Protecting fenlands in Europe

Enchanted and endangered

© Günter Bachmeier
Moor frog © Günter Bachmeier

In Germany almost 99 % of all fenland has been drained, mined for peat or forested.  Of the  6000.000 square kilometres of fenland originally a part of Europe less than 290.000 square kilometres remain undrained.  This represents a peat loss of the size of Poland in Europe alone.


Action is urgently needed

The enormous value of mires and related ecosystems as a carbon sink and a precious habitat for  many specialised species is universally acknowledged by scientists and word has begun to reach political circles. It is a matter of global responsibility to place marshes and peatlands under protection. Unfortunately this insight has as yet not often led governments to taking the urgently needed measures – in Europe or globally.

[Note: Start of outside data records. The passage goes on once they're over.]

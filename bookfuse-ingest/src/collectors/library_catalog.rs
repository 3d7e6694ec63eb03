//! Library catalog (OPAC) enrichment driver
//!
//! ISBN-keyed, merge-on-write persistence. The driver owns the
//! should-re-fetch decision and the best-of selection; the collector
//! behind the boundary only performs one search attempt and encodes
//! every outcome, including blocks and timeouts, as a status.

use super::{EnricherConfig, EnrichmentSummary};
use crate::state::checkpoint::{flush_table, load_best_table};
use crate::state::EnrichmentTable;
use crate::types::{CatalogItem, LibraryCatalogRecord, RetryPolicy, SourceCollector};
use bookfuse_common::Result;
use std::collections::HashSet;
use std::path::Path;
use tracing::{debug, info};

/// Driver for the library catalog source
pub struct LibraryCatalogEnricher<C> {
    collector: C,
    config: EnricherConfig,
}

impl<C> LibraryCatalogEnricher<C>
where
    C: SourceCollector<Query = str, Output = LibraryCatalogRecord>,
{
    pub fn new(collector: C, config: EnricherConfig) -> Self {
        Self { collector, config }
    }

    /// Enrich every distinct normalized ISBN in the base inventory
    ///
    /// Resumes from the checkpoint: keys whose best record is terminal
    /// are skipped, everything else is re-fetched and folded in through
    /// the best-of rule. The table is flushed wholesale every
    /// `save_every` updates and once at the end.
    pub async fn run(
        &self,
        items: &[CatalogItem],
        checkpoint: &Path,
    ) -> Result<EnrichmentSummary> {
        let keys = distinct_isbn_keys(items);
        let mut table: EnrichmentTable<LibraryCatalogRecord> = load_best_table(checkpoint)?;

        info!(
            source = self.collector.name(),
            keys = keys.len(),
            resumed = table.len(),
            "Starting library catalog enrichment"
        );

        let mut summary = EnrichmentSummary::new(self.collector.name());
        let mut updates_since_save = 0usize;

        for (i, key) in keys.iter().enumerate() {
            if let Some(existing) = table.get(key) {
                if !existing.should_retry() {
                    debug!(key = %key, "Skipping (already terminal)");
                    summary.skipped += 1;
                    continue;
                }
            }

            debug!(key = %key, progress = format!("{}/{}", i + 1, keys.len()), "Fetching");
            let record = self.collector.fetch(key).await;
            summary.attempted += 1;

            table.upgrade(key.clone(), record);
            updates_since_save += 1;

            if updates_since_save >= self.config.save_every {
                flush_table(&table, checkpoint)?;
                updates_since_save = 0;
            }

            tokio::time::sleep(self.config.request_delay).await;
        }

        flush_table(&table, checkpoint)?;

        // Report the best-known status per considered key
        for key in &keys {
            if let Some(record) = table.get(key) {
                summary.record_status(record.status.as_str());
            }
        }

        info!(
            source = self.collector.name(),
            attempted = summary.attempted,
            skipped = summary.skipped,
            "Library catalog enrichment complete"
        );

        Ok(summary)
    }
}

/// Distinct normalized ISBNs in base-inventory order
fn distinct_isbn_keys(items: &[CatalogItem]) -> Vec<String> {
    let mut seen = HashSet::new();
    let mut keys = Vec::new();

    for item in items {
        if let Some(key) = item.isbn_key() {
            if seen.insert(key.clone()) {
                keys.push(key);
            }
        }
    }

    keys
}

#[cfg(test)]
mod tests {
    use super::*;

    #[test]
    fn distinct_keys_preserve_order_and_dedupe() {
        let item = |row_id: i64, isbn: &str| CatalogItem {
            row_id,
            isbn: Some(isbn.to_string()),
            title: "T".to_string(),
            author: None,
            year: None,
            publisher: None,
            pages: None,
        };

        let items = vec![
            item(0, "0-306-40615-2"),
            item(1, "0306406152"),
            item(2, "9780134685991"),
            CatalogItem {
                row_id: 3,
                isbn: None,
                title: "No ISBN".to_string(),
                author: None,
                year: None,
                publisher: None,
                pages: None,
            },
        ];

        assert_eq!(
            distinct_isbn_keys(&items),
            vec!["0306406152".to_string(), "9780134685991".to_string()]
        );
    }
}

There is a yawning gap between speech-making and action on the part of politicians. And before we in Europe make any demands for action from developing and threshold countries we have to do our own homework. 


© Gunther Willinger
Round-leaved sundew © Gunther Willinger

EuroNatur projects for the protection of fenlands in Europe

EuroNatur is virtually unique in concentrating its project activities on cross-border nature conservation. As an internationally active nature conservation foundation we have made it our task to preserve Europe's natural heritage in its diversity. Protecting fenlands forms an important part of our project work.